Economists: Pass bailout bill with an equity stake for U.S. taxpayers


The U.S. Treasury's $700 billion bailout bill is winding its way through the Congress.

To say the situation is dynamic and fluid would be the understatement of the year. The Congress, led by U.S. Rep. Barney Frank (D-Mass.), chairman of the House Financial Services Committee, and U.S. Sen. Chris Dodd (D-Conn.), chairman of the Senate Banking Committee, is likely to propose and obtain substantial changes in the legislation, changes it believes will better protect the U.S. taxpayer and more efficiently deploy the. funds allocated.

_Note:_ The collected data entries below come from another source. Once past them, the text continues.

//! Weapon stat composition: base values, flat bonuses, and multipliers.
//!
//! Totals are `base * multiplier + bonus`, clamped to a per-stat floor.
//! Secondary stats (pellets, crit, pierce, elemental payloads) have no
//! multiplier split and accumulate directly.

use crate::config::{
    MAX_BULLETS_PER_SHOT, MIN_BULLET_VELOCITY, MIN_FIRE_RATE, MIN_MAGAZINE_SIZE,
    MIN_PROJECTILE_LIFETIME, MIN_RELOAD_TIME,
};
use crate::util::finite_or;
use serde::{Deserialize, Serialize};

/// Un-upgraded weapon values as authored in a weapon file.
#[derive(Debug, Clone, PartialEq, Serialize, Deserialize)]
#[serde(default)]
pub struct WeaponBase {
    pub damage: f32,
    pub fire_rate: f32,
    pub magazine_size: u32,
    pub reload_time: f32,
    pub bullet_velocity: f32,
    pub projectile_lifetime: f32,
    pub bullets_per_shot: u32,
    /// Full cone angle in degrees.
    pub bullet_spread: f32,
    pub crit_chance: f32,
    pub crit_damage_multiplier: f32,
}

impl Default for WeaponBase {
    fn default() -> Self {
        Self {
            damage: 10.0,
            fire_rate: 5.0,
            magazine_size: 12,
            reload_time: 1.5,
            bullet_velocity: 40.0,
            projectile_lifetime: 3.0,
            bullets_per_shot: 1,
            bullet_spread: 0.0,
            crit_chance: 0.05,
            crit_damage_multiplier: 2.0,
        }
    }
}

impl WeaponBase {
    /// Clamp authored values into the ranges the resolver relies on.
    pub fn sanitized(&self) -> Self {
        let d = Self::default();
        Self {
            damage: finite_or(self.damage, d.damage).max(0.0),
            fire_rate: finite_or(self.fire_rate, d.fire_rate).max(MIN_FIRE_RATE),
            magazine_size: self.magazine_size.max(MIN_MAGAZINE_SIZE as u32),
            reload_time: finite_or(self.reload_time, d.reload_time).max(MIN_RELOAD_TIME),
            bullet_velocity: finite_or(self.bullet_velocity, d.bullet_velocity)
                .max(MIN_BULLET_VELOCITY),
            projectile_lifetime: finite_or(self.projectile_lifetime, d.projectile_lifetime)
                .max(MIN_PROJECTILE_LIFETIME),
            bullets_per_shot: self.bullets_per_shot.clamp(1, MAX_BULLETS_PER_SHOT),
            bullet_spread: finite_or(self.bullet_spread, 0.0).clamp(0.0, 180.0),
            crit_chance: finite_or(self.crit_chance, 0.0).clamp(0.0, 1.0),
            crit_damage_multiplier: finite_or(self.crit_damage_multiplier, 1.0).max(1.0),
        }
    }
}

/// Damage-over-time element (burn or poison).
#[derive(Debug, Clone, PartialEq, Serialize, Deserialize)]
pub struct ElementStats {
    pub unlocked: bool,
    pub dps: f32,
    pub duration: f32,
}

#[derive(Debug, Clone, PartialEq, Serialize, Deserialize)]
pub struct FreezeStats {
    pub unlocked: bool,
    /// Fraction of movement speed removed, 0..=0.95.
    pub slow_percent: f32,
    pub duration: f32,
}

#[derive(Debug, Clone, PartialEq, Serialize, Deserialize)]
pub struct ShockStats {
    pub unlocked: bool,
    pub chain_count: u32,
    pub chain_range: f32,
    pub chain_damage: f32,
}

#[derive(Debug, Clone, PartialEq, Serialize, Deserialize)]
pub struct StatBlock {
    pub base: WeaponBase,

    pub damage_multiplier: f32,
    pub damage_bonus: f32,
    pub fire_rate_multiplier: f32,
    pub fire_rate_bonus: f32,
    pub magazine_multiplier: f32,
    pub magazine_bonus: i32,
    pub reload_multiplier: f32,
    pub reload_bonus: f32,
    pub velocity_multiplier: f32,
    pub velocity_bonus: f32,
    pub lifetime_multiplier: f32,
    pub lifetime_bonus: f32,

    pub bullets_per_shot: u32,
    pub bullet_spread: f32,
    pub crit_chance: f32,
    pub crit_damage_multiplier: f32,
    pub piercing_count: u32,
    pub bounce_count: u32,

    pub is_explosive: bool,
    pub explosion_radius: f32,
    pub explosion_damage: f32,

    pub is_homing: bool,
    pub homing_strength: f32,

    pub burn: ElementStats,
    pub poison: ElementStats,
    pub freeze: FreezeStats,
    pub shock: ShockStats,
}

impl Default for StatBlock {
    fn default() -> Self {
        Self::new(WeaponBase::default())
    }
}

impl StatBlock {
    /// Fresh block with no upgrades. Elemental magnitudes start at their
    /// unlock defaults so an unlock alone produces a usable payload.
    pub fn new(base: WeaponBase) -> Self {
        let base = base.sanitized();
        Self {
            damage_multiplier: 1.0,
            damage_bonus: 0.0,
            fire_rate_multiplier: 1.0,
            fire_rate_bonus: 0.0,
            magazine_multiplier: 1.0,
            magazine_bonus: 0,
            reload_multiplier: 1.0,
            reload_bonus: 0.0,
            velocity_multiplier: 1.0,
            velocity_bonus: 0.0,
            lifetime_multiplier: 1.0,
            lifetime_bonus: 0.0,

            bullets_per_shot: base.bullets_per_shot,
            bullet_spread: base.bullet_spread,
            crit_chance: base.crit_chance,
            crit_damage_multiplier: base.crit_damage_multiplier,
            piercing_count: 0,
            bounce_count: 0,

            is_explosive: false,
            explosion_radius: 3.0,
            explosion_damage: 10.0,

            is_homing: false,
            homing_strength: 2.0,

            burn: ElementStats {
                unlocked: false,
                dps: 5.0,
                duration: 3.0,
            },
            poison: ElementStats {
                unlocked: false,
                dps: 3.0,
                duration: 5.0,
            },
            freeze: FreezeStats {
                unlocked: false,
                slow_percent: 0.3,
                duration: 2.0,
            },
            shock: ShockStats {
                unlocked: false,
                chain_count: 2,
                chain_range: 5.0,
                chain_damage: 5.0,
            },
            base,
        }
    }

    /// Drop every upgrade and return to the base weapon.
    pub fn reset(&mut self) {
        *self = Self::new(self.base.clone());
    }

    /// Damage has no floor here; projectiles clamp negative damage to zero at fire time.
    pub fn total_damage(&self) -> f32 {
        self.base.damage * self.damage_multiplier + self.damage_bonus
    }

    pub fn total_fire_rate(&self) -> f32 {
        floored(
            self.base.fire_rate * self.fire_rate_multiplier + self.fire_rate_bonus,
            MIN_FIRE_RATE,
        )
    }

    pub fn total_magazine(&self) -> i32 {
        let scaled = (self.base.magazine_size as f32 * self.magazine_multiplier).floor();
        let scaled = if scaled.is_finite() { scaled as i32 } else { 0 };
        scaled.saturating_add(self.magazine_bonus).max(MIN_MAGAZINE_SIZE)
    }

    pub fn total_reload(&self) -> f32 {
        floored(
            self.base.reload_time * self.reload_multiplier + self.reload_bonus,
            MIN_RELOAD_TIME,
        )
    }

    pub fn total_velocity(&self) -> f32 {
        floored(
            self.base.bullet_velocity * self.velocity_multiplier + self.velocity_bonus,
            MIN_BULLET_VELOCITY,
        )
    }

    pub fn total_lifetime(&self) -> f32 {
        floored(
            self.base.projectile_lifetime * self.lifetime_multiplier + self.lifetime_bonus,
            MIN_PROJECTILE_LIFETIME,
        )
    }

    /// Seconds between trigger pulls at the current fire rate.
    pub fn shot_interval(&self) -> f32 {
        1.0 / self.total_fire_rate()
    }

    /// Expected damage per pellet including crits, excluding side effects.
    pub fn expected_hit_damage(&self) -> f32 {
        let base = self.total_damage().max(0.0);
        base * (1.0 + self.crit_chance * (self.crit_damage_multiplier - 1.0))
    }
}

/// NaN collapses to the floor rather than propagating.
fn floored(value: f32, floor: f32) -> f32 {
    if value.is_nan() {
        floor
    } else {
        value.max(floor)
    }
}

#[cfg(test)]
mod tests {
    use super::*;

    #[test]
    fn totals_combine_base_multiplier_and_bonus() {
        let mut s = StatBlock::default();
        s.damage_multiplier = 1.5;
        s.damage_bonus = 2.0;
        assert!((s.total_damage() - 17.0).abs() < 1e-6);
    }

    #[test]
    fn floors_hold_for_degenerate_modifiers() {
        let mut s = StatBlock::default();
        s.fire_rate_multiplier = -3.0;
        s.reload_bonus = -100.0;
        s.velocity_multiplier = 0.0;
        s.lifetime_bonus = -50.0;
        s.magazine_bonus = -1000;
        assert!((s.total_fire_rate() - MIN_FIRE_RATE).abs() < 1e-6);
        assert!((s.total_reload() - MIN_RELOAD_TIME).abs() < 1e-6);
        assert!((s.total_velocity() - MIN_BULLET_VELOCITY).abs() < 1e-6);
        assert!((s.total_lifetime() - MIN_PROJECTILE_LIFETIME).abs() < 1e-6);
        assert_eq!(s.total_magazine(), MIN_MAGAZINE_SIZE);
    }

    #[test]
    fn damage_has_no_floor() {
        let mut s = StatBlock::default();
        s.damage_bonus = -25.0;
        assert!(s.total_damage() < 0.0);
    }

    #[test]
    fn reset_restores_base() {
        let mut s = StatBlock::default();
        s.piercing_count = 4;
        s.burn.unlocked = true;
        s.damage_bonus = 9.0;
        s.reset();
        assert_eq!(s, StatBlock::default());
    }

    #[test]
    fn sanitized_base_clamps_bad_input() {
        let b = WeaponBase {
            damage: -4.0,
            fire_rate: 0.0,
            magazine_size: 0,
            bullet_velocity: f32::NAN,
            crit_chance: 3.0,
            bullets_per_shot: 0,
            ..WeaponBase::default()
        }
        .sanitized();
        assert_eq!(b.damage, 0.0);
        assert!((b.fire_rate - MIN_FIRE_RATE).abs() < 1e-6);
        assert_eq!(b.magazine_size, 1);
        assert!((b.bullet_velocity - 40.0).abs() < 1e-6);
        assert_eq!(b.crit_chance, 1.0);
        assert_eq!(b.bullets_per_shot, 1);
    }
}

The American people, if public opinion polls are an accurate gauge, are skeptical of the plan at best, and at worst view it as rewarding large financial institutions and other companies whose flawed practices both perpetuated and magnified the crisis.

In addition, with an election up ahead in about a month, Congress (particularly the 435 representatives and 35 senators up for re-election) will be especially sensitive to public opinion, with many not wanting to go against it for fear of being voted out of office.

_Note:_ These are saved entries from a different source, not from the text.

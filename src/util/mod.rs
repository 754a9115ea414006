//! Shared utilities: logging, name normalization, numeric sanitizers.

use tracing::Level;

/// Initialize tracing with env filter. Safe to call once at startup.
pub fn init_logging(verbose: bool) {
    let level = if verbose { Level::DEBUG } else { Level::INFO };
    let filter = std::env::var("RUST_LOG").unwrap_or_else(|_| level.to_string());
    tracing_subscriber::fmt()
        .with_env_filter(filter)
        .with_target(false)
        .init();
}

/// Normalize bundle or weapon names for lookup (lowercase, trim).
pub fn normalize_id(s: &str) -> String {
    s.trim().to_lowercase()
}

/// Replace NaN and infinities with `fallback`.
pub fn finite_or(value: f32, fallback: f32) -> f32 {
    if value.is_finite() {
        value
    } else {
        fallback
    }
}

/// Add a signed, possibly fractional delta to a counter without wrapping.
/// Fractions truncate toward zero; the result saturates at 0 and `max`.
pub fn add_count(current: u32, delta: f32, max: u32) -> u32 {
    let delta = finite_or(delta, 0.0).trunc() as i64;
    (current as i64 + delta).clamp(0, max as i64) as u32
}
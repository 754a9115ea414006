//! Simulation summaries and JSON/HTML report generation.

use crate::dot::DotEvent;
use crate::resolver::CombatEventKind;
use crate::scheduler::{EventRecord, TimedEvent};
use crate::stats::StatBlock;
use crate::world::{Arena, EntityId};
use glam::Vec3;
use serde::Serialize;
use std::fs;
use std::path::Path;

/// Resolved weapon totals, as printed by `stats` and embedded in reports.
#[derive(Debug, Clone, PartialEq, Serialize)]
pub struct StatSummary {
    pub damage: f32,
    pub fire_rate: f32,
    pub shot_interval: f32,
    pub magazine: i32,
    pub reload_time: f32,
    pub bullet_velocity: f32,
    pub projectile_lifetime: f32,
    pub bullets_per_shot: u32,
    pub bullet_spread: f32,
    pub crit_chance: f32,
    pub crit_damage_multiplier: f32,
    pub expected_hit_damage: f32,
    pub piercing: u32,
    pub bounces: u32,
    pub explosive: bool,
    pub homing: bool,
    pub burn: bool,
    pub poison: bool,
    pub freeze: bool,
    pub shock: bool,
}

impl StatSummary {
    pub fn from_stats(s: &StatBlock) -> Self {
        Self {
            damage: s.total_damage(),
            fire_rate: s.total_fire_rate(),
            shot_interval: s.shot_interval(),
            magazine: s.total_magazine(),
            reload_time: s.total_reload(),
            bullet_velocity: s.total_velocity(),
            projectile_lifetime: s.total_lifetime(),
            bullets_per_shot: s.bullets_per_shot,
            bullet_spread: s.bullet_spread,
            crit_chance: s.crit_chance,
            crit_damage_multiplier: s.crit_damage_multiplier,
            expected_hit_damage: s.expected_hit_damage(),
            piercing: s.piercing_count,
            bounces: s.bounce_count,
            explosive: s.is_explosive,
            homing: s.is_homing,
            burn: s.burn.unlocked,
            poison: s.poison.unlocked,
            freeze: s.freeze.unlocked,
            shock: s.shock.unlocked,
        }
    }
}

/// Run metadata handed over by the simulation when it finishes.
#[derive(Debug, Clone, Serialize)]
pub struct RunInfo {
    pub weapon: String,
    pub seed: u64,
    pub elapsed_seconds: f32,
    pub step_seconds: f32,
    pub shots_fired: u64,
    /// Projectiles still flying when the run ended.
    pub in_flight: usize,
}

/// `damage_taken` is health actually removed; overkill is not counted.
#[derive(Debug, Clone, Serialize)]
pub struct TargetOutcome {
    pub id: EntityId,
    pub faction: String,
    pub position: Vec3,
    pub health: f32,
    pub max_health: f32,
    pub damage_taken: f32,
    pub alive: bool,
}

/// Damage totals are nominal: each event's full amount, overkill included.
/// Sum `TargetOutcome::damage_taken` for health actually removed.
#[derive(Debug, Clone, Default, PartialEq, Serialize)]
pub struct Totals {
    pub shots_fired: u64,
    pub projectiles_fired: u64,
    pub hits: u64,
    pub critical_hits: u64,
    pub hit_damage: f32,
    pub explosion_damage: f32,
    pub chain_damage: f32,
    pub dot_damage: f32,
    pub kills: u64,
}

#[derive(Debug, Clone, Serialize)]
pub struct SimulationReport {
    pub run: RunInfo,
    pub stats: StatSummary,
    pub totals: Totals,
    pub targets: Vec<TargetOutcome>,
    pub events: Vec<TimedEvent>,
}

impl SimulationReport {
    pub fn new(run: RunInfo, stats: &StatBlock, arena: &Arena, events: Vec<TimedEvent>) -> Self {
        let targets: Vec<TargetOutcome> = arena
            .actors()
            .filter(|a| a.damageable)
            .map(|a| TargetOutcome {
                id: a.id,
                faction: a.faction.clone(),
                position: a.position,
                health: a.health,
                max_health: a.max_health,
                damage_taken: a.damage_taken,
                alive: a.health > 0.0,
            })
            .collect();

        let mut totals = Totals {
            shots_fired: run.shots_fired,
            kills: targets.iter().filter(|t| !t.alive).count() as u64,
            ..Totals::default()
        };
        for e in &events {
            match &e.record {
                EventRecord::Fired { .. } => totals.projectiles_fired += 1,
                EventRecord::Combat(c) => match &c.kind {
                    CombatEventKind::Hit { critical, .. } => {
                        totals.hits += 1;
                        if *critical {
                            totals.critical_hits += 1;
                        }
                        totals.hit_damage += c.damage_dealt();
                    }
                    CombatEventKind::Explosion { .. } => totals.explosion_damage += c.damage_dealt(),
                    CombatEventKind::Chain(_) => totals.chain_damage += c.damage_dealt(),
                    _ => {}
                },
                EventRecord::Dot(d) => {
                    if let DotEvent::Damage { amount, .. } = d.event {
                        totals.dot_damage += amount;
                    }
                }
                EventRecord::ShotSkipped { .. } => {}
            }
        }

        Self {
            run,
            stats: StatSummary::from_stats(stats),
            totals,
            targets,
            events,
        }
    }
}

pub fn write_json_report(report: &SimulationReport, path: &Path) -> Result<(), String> {
    let json = serde_json::to_string_pretty(report).map_err(|e| e.to_string())?;
    fs::write(path, json).map_err(|e| e.to_string())?;
    Ok(())
}

pub fn write_html_report(report: &SimulationReport, path: &Path) -> Result<(), String> {
    fs::write(path, render_html(report)).map_err(|e| e.to_string())
}

fn render_html(r: &SimulationReport) -> String {
    let rows: String = r
        .targets
        .iter()
        .map(|t| {
            format!(
                r#"<tr class="{}"><td>{}</td><td>{}</td><td>{:.1} / {:.1}</td><td>{:.1}</td></tr>"#,
                if t.alive { "alive" } else { "dead" },
                t.id,
                html_escape(&t.faction),
                t.health.max(0.0),
                t.max_health,
                t.damage_taken
            )
        })
        .collect();
    let t = &r.totals;
    format!(
        r#"<!DOCTYPE html>
<html lang="en">
<head><meta charset="utf-8"><title>{} – Ballistics Lab</title>
<style>body{{font-family:system-ui,sans-serif;margin:1rem;}} table{{border-collapse:collapse;}} th,td{{border:1px solid #ccc;padding:6px;}} .dead{{color:#c00;}}</style>
</head>
<body>
<h1>{}</h1>
<p>seed {} · {:.2}s simulated · {} shot(s), {} projectile(s), {} still in flight</p>
<h2>Totals</h2>
<table><tbody>
<tr><th>Hits</th><td>{} ({} critical)</td></tr>
<tr><th>Hit damage</th><td>{:.1}</td></tr>
<tr><th>Explosion damage</th><td>{:.1}</td></tr>
<tr><th>Chain damage</th><td>{:.1}</td></tr>
<tr><th>DoT damage</th><td>{:.1}</td></tr>
<tr><th>Kills</th><td>{}</td></tr>
</tbody></table>
<h2>Targets</h2>
<table><thead><tr><th>Id</th><th>Faction</th><th>Health</th><th>Damage taken</th></tr></thead>
<tbody>{}</tbody></table>
</body>
</html>"#,
        html_escape(&r.run.weapon),
        html_escape(&r.run.weapon),
        r.run.seed,
        r.run.elapsed_seconds,
        r.run.shots_fired,
        t.projectiles_fired,
        r.run.in_flight,
        t.hits,
        t.critical_hits,
        t.hit_damage,
        t.explosion_damage,
        t.chain_damage,
        t.dot_damage,
        t.kills,
        rows
    )
}

fn html_escape(s: &str) -> String {
    s.replace('&', "&amp;")
        .replace('<', "&lt;")
        .replace('>', "&gt;")
        .replace('"', "&quot;")
}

Is the bailout bill a solution?

With the above as a backdrop, BloggingStocks Wednesday asked three economists, David H. Wang, Richard Felson, and Peter Dawson, for their policy recommendation.

Economists' view: The U.S. Congress should approve the $700 billion bailout, but only with an equity stake for the U.S. taxpayer in each firm the government helps.

This policy would accomplish the following: it would remove distressed assets from the system (a key to keeping markets liquid), improve firms' balance sheets, and provide collateral in exchange for the government assistance, thereby reducing the taxpayers' risk and exposure.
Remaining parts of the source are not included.